As a private school inspector, a position appointed and administered by the Head Masters’ Conference, he says: “We carry out inspections to Ofsted’s guidelines. In fact, our inspectors are themselves inspected by Ofsted. However, we try to make inspection as non-threatening and unbureaucratic as we can. It can be a positive process, a chance to help schools optimise their performance, a real confidence-booster. The HMC-member schools foot the bill so we also try to work as cost-effectively as possible.”

He says he’s learned a lot from appraising other schools’ work - “it’s a two-way traffic”- and has enjoyed some unexpected fringe benefits. “One of the schools owned a cope (a ceremonial cloak) used by Henry VII’s chaplain and some even earlier gold reliquaries. Seeing those was fantastic.”

Perhaps the discus appeals to the historian in Mr Moreland - the sport stretches back to biblical times. He smiles: “It’s an interesting thought. Certainly when I’ve covered classical history at school, we’ve studied the friezes and talked about how the Greeks sent peace treaties engraved on the discus. But I don’t take my sport too seriously - and ifthe kids think throwing the discus is a slightly ridiculous activity, they’re polite enough not to say so.”

UK Athletics (0121 456 5098) is the governing body for the United Kingdom. The Amateur Athletics Association (0121 452 1500) organises the sport in England. More than 1,300 local athletics clubs are affiliated to the AAA

TURNING IS THE KEY TO A PERFECT THROW

Throwing the discus is technically complex, and an intellectual as much as a physical challenge, says John Moreland. He explains the technique: “It calls for a rotational movement - you start off facing away from the throwand have to turn one-and-three-quarters. You have to twist, maintain the maximum leverage on the discus, keep a smooth rate of acceleration, and then release.

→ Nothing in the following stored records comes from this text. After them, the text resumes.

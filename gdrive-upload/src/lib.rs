pub mod cli;
pub mod config;
pub mod container;
pub mod credentials;
pub mod oauth_flow;
pub mod remote;
pub mod storage;
pub mod token_provider;
pub mod upload;
//! Command-line argument parsing

use std::path::PathBuf;

use clap::Parser;

/// Upload a file into a Google Drive folder path, creating missing folders
/// and renaming on collisions
#[derive(Parser, Debug, Default)]
#[command(name = "gdrive-upload", author, version, about, long_about = None)]
pub struct CliArgs {
    /// Local file to upload
    #[arg(short = 's', long, required_unless_present = "logout")]
    pub source_file: Option<PathBuf>,

    /// Destination folder path; a trailing component without '/' names the uploaded file
    #[arg(short = 'd', long, default_value = "/")]
    pub destination_path: String,

    /// Shared drive to upload into [default: My Drive, or GDRIVE_DRIVE_NAME]
    #[arg(short = 'n', long)]
    pub drive_name: Option<String>,

    /// Cached OAuth token path [env: GDRIVE_TOKEN_FILE]
    #[arg(long)]
    pub token_file: Option<PathBuf>,

    /// OAuth client credentials downloaded from the Google Cloud console [env: GDRIVE_CREDENTIALS_FILE]
    #[arg(long)]
    pub credentials_file: Option<PathBuf>,

    /// Never prompt; fail with exit code 2 when interaction is needed
    #[arg(long)]
    pub unattended: bool,

    /// Enable debug logging
    #[arg(short, long)]
    pub verbose: bool,

    /// Show what would be created and uploaded without changing anything
    #[arg(long)]
    pub dry_run: bool,

    /// Remove the cached OAuth token and exit
    #[arg(long)]
    pub logout: bool,
}
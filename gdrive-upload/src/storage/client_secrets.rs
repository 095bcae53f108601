use std::{
    fs, io,
    path::{Path, PathBuf},
};

use gdrive_core::{GOOGLE_AUTHORIZE_URL, GOOGLE_TOKEN_URL, OAuthClient, OAuthError};
use serde::Deserialize;
use thiserror::Error;

#[derive(Debug, Error)]
pub enum ClientSecretsError {
    #[error(
        "client credentials file '{}' not found; download an OAuth client (desktop app) JSON from the Google Cloud console",
        .0.display()
    )]
    Missing(PathBuf),
    #[error("failed to read client credentials '{}': {source}", path.display())]
    Io {
        path: PathBuf,
        #[source]
        source: io::Error,
    },
    #[error("client credentials '{}' are malformed: {source}", path.display())]
    Malformed {
        path: PathBuf,
        #[source]
        source: serde_json::Error,
    },
    #[error("client credentials '{}' contain neither an \"installed\" nor a \"web\" client", .0.display())]
    NoClient(PathBuf),
    #[error(transparent)]
    OAuth(#[from] OAuthError),
}

/// OAuth client registration as downloaded from the Google Cloud console.
#[derive(Debug, Clone, PartialEq, Eq, Deserialize)]
pub struct ClientSecrets {
    pub client_id: String,
    #[serde(default)]
    pub client_secret: String,
    #[serde(default = "default_auth_uri")]
    pub auth_uri: String,
    #[serde(default = "default_token_uri")]
    pub token_uri: String,
}

#[derive(Deserialize)]
struct SecretsFile {
    installed: Option<ClientSecrets>,
    web: Option<ClientSecrets>,
}

fn default_auth_uri() -> String {
    GOOGLE_AUTHORIZE_URL.to_string()
}

fn default_token_uri() -> String {
    GOOGLE_TOKEN_URL.to_string()
}

impl ClientSecrets {
    pub fn load(path: &Path) -> Result<Self, ClientSecretsError> {
        let data = match fs::read(path) {
            Ok(data) => data,
            Err(err) if err.kind() == io::ErrorKind::NotFound => {
                return Err(ClientSecretsError::Missing(path.to_path_buf()));
            }
            Err(source) => {
                return Err(ClientSecretsError::Io {
                    path: path.to_path_buf(),
                    source,
                });
            }
        };
        Self::from_json(&data, path)
    }

    fn from_json(data: &[u8], path: &Path) -> Result<Self, ClientSecretsError> {
        let file: SecretsFile =
            serde_json::from_slice(data).map_err(|source| ClientSecretsError::Malformed {
                path: path.to_path_buf(),
                source,
            })?;
        file.installed
            .or(file.web)
            .ok_or_else(|| ClientSecretsError::NoClient(path.to_path_buf()))
    }

    /// Token endpoint client for these credentials. A base url override
    /// replaces both Google endpoints so tests can point at a local server.
    pub fn oauth_client(&self, base_override: Option<&str>) -> Result<OAuthClient, ClientSecretsError> {
        let client = match base_override {
            Some(base) => {
                let base = base.trim_end_matches('/');
                OAuthClient::with_endpoints(
                    &format!("{base}/o/oauth2/auth"),
                    &format!("{base}/token"),
                    &self.client_id,
                    &self.client_secret,
                )?
            }
            None => OAuthClient::with_endpoints(
                &self.auth_uri,
                &self.token_uri,
                &self.client_id,
                &self.client_secret,
            )?,
        };
        Ok(client)
    }
}
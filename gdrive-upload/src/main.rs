use std::process::ExitCode;

use anyhow::Context;
use clap::Parser;
use gdrive_core::{DriveClient, DriveError};
use gdrive_upload::cli::CliArgs;
use gdrive_upload::config::UploadConfig;
use gdrive_upload::container::{
    Container, ContainerError, TerminalChooser, Unattended, resolve_container,
};
use gdrive_upload::credentials::{self, CredentialError};
use gdrive_upload::remote::{DriveStore, RemoteError};
use gdrive_upload::upload::{SourceFile, UploadOrchestrator};
use tracing::{error, info};
use tracing_subscriber::{EnvFilter, fmt, layer::SubscriberExt, util::SubscriberInitExt};

const EXIT_FAILURE: u8 = 1;
const EXIT_NEEDS_INTERACTION: u8 = 2;

#[tokio::main(flavor = "current_thread")]
async fn main() -> ExitCode {
    dotenvy::dotenv().ok();
    let cli = CliArgs::parse();
    init_tracing(cli.verbose);

    let config = UploadConfig::resolve(&cli);
    let result = if cli.logout {
        logout(&config)
    } else {
        run(&config).await
    };

    match result {
        Ok(()) => ExitCode::SUCCESS,
        Err(err) => {
            error!("{err:#}");
            if is_auth_failure(&err) {
                eprintln!(
                    "hint: the stored Google credentials were rejected; run with --logout and sign in again"
                );
            }
            ExitCode::from(exit_code(&err))
        }
    }
}

fn init_tracing(verbose: bool) {
    let default_directives = if verbose {
        "info,gdrive_upload=debug,gdrive_core=debug"
    } else {
        "info"
    };
    let env_filter = EnvFilter::try_from_default_env()
        .unwrap_or_else(|_| EnvFilter::new(default_directives));

    tracing_subscriber::registry()
        .with(env_filter)
        .with(fmt::layer().with_writer(std::io::stderr).with_target(false))
        .init();
}

fn logout(config: &UploadConfig) -> anyhow::Result<()> {
    let removed = credentials::logout(&config.credential_settings())
        .context("failed to remove saved token")?;
    if removed {
        info!(path = %config.token_file.display(), "saved token removed");
    } else {
        info!(path = %config.token_file.display(), "no saved token to remove");
    }
    Ok(())
}

async fn run(config: &UploadConfig) -> anyhow::Result<()> {
    let source_path = config
        .source_file
        .as_deref()
        .context("--source-file is required")?;
    // Local problems are reported before any sign-in or remote call.
    let source = SourceFile::inspect(source_path).context("cannot upload source file")?;

    let token = credentials::resolve_access_token(&config.credential_settings())
        .await
        .context("failed to obtain Google Drive credentials")?;
    let client = match config.api_base.as_deref() {
        Some(base) => DriveClient::with_base_url(base, token),
        None => DriveClient::new(token),
    }
    .context("failed to build Drive client")?;

    let container = select_container(config, &client).await?;
    info!(drive = %container, "target drive resolved");

    let store = DriveStore::new(client, &container);
    let orchestrator = UploadOrchestrator::new(&store);

    if config.dry_run {
        let plan = orchestrator
            .plan_source(source, &config.destination_path)
            .await
            .map_err(|err| {
                let step = err.step();
                anyhow::Error::new(err).context(format!("dry run failed to {step}"))
            })?;
        println!("{plan}");
        return Ok(());
    }

    let report = orchestrator
        .upload_source(source, &config.destination_path)
        .await
        .map_err(|err| {
            let step = err.step();
            anyhow::Error::new(err).context(format!("upload failed to {step}"))
        })?;
    info!(
        name = %report.file_name,
        parent_id = %report.parent_id,
        created_folders = report.created_folders,
        mime_type = %report.mime_type,
        size = report.size,
        "upload complete"
    );
    println!("{}", report.file_id);
    Ok(())
}

async fn select_container(
    config: &UploadConfig,
    client: &DriveClient,
) -> anyhow::Result<Container> {
    let name = config.drive_name.as_str();
    let container = if config.unattended {
        resolve_container(name, client, &mut Unattended).await
    } else {
        let stdin = std::io::stdin();
        let mut chooser = TerminalChooser::new(stdin.lock(), std::io::stderr());
        resolve_container(name, client, &mut chooser).await
    };
    container.with_context(|| format!("failed to select drive '{name}'"))
}

fn exit_code(err: &anyhow::Error) -> u8 {
    let needs_interaction = err.chain().any(|cause| {
        matches!(
            cause.downcast_ref::<CredentialError>(),
            Some(CredentialError::NeedsInteraction(_))
        ) || matches!(
            cause.downcast_ref::<ContainerError>(),
            Some(ContainerError::NeedsInteraction { .. })
        )
    });
    if needs_interaction {
        EXIT_NEEDS_INTERACTION
    } else {
        EXIT_FAILURE
    }
}

fn is_auth_failure(err: &anyhow::Error) -> bool {
    err.chain().any(|cause| {
        cause
            .downcast_ref::<RemoteError>()
            .is_some_and(RemoteError::is_auth_error)
            || cause
                .downcast_ref::<DriveError>()
                .is_some_and(DriveError::is_auth_error)
    })
}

” You have to be fast and relaxed at the same time - if you tense your arm, it pulls in, reducing the radius and leverage. Throwing the discus is less body-wrenching than the javelin or shot. Discus throwers don’t rely so much on that burst of energy - they need to be strong and fast of course, but the throw is less explosive.”

For the men’s event the discus weight is two kilos; for women it is one kilo. Height is a bonus for either sex, says UK Athletics’ technical director for throws, John Trower. “To be really successful at discus, you need to be over 6ft - the former world champion Lars Riedel is 6ft 7in, for example.”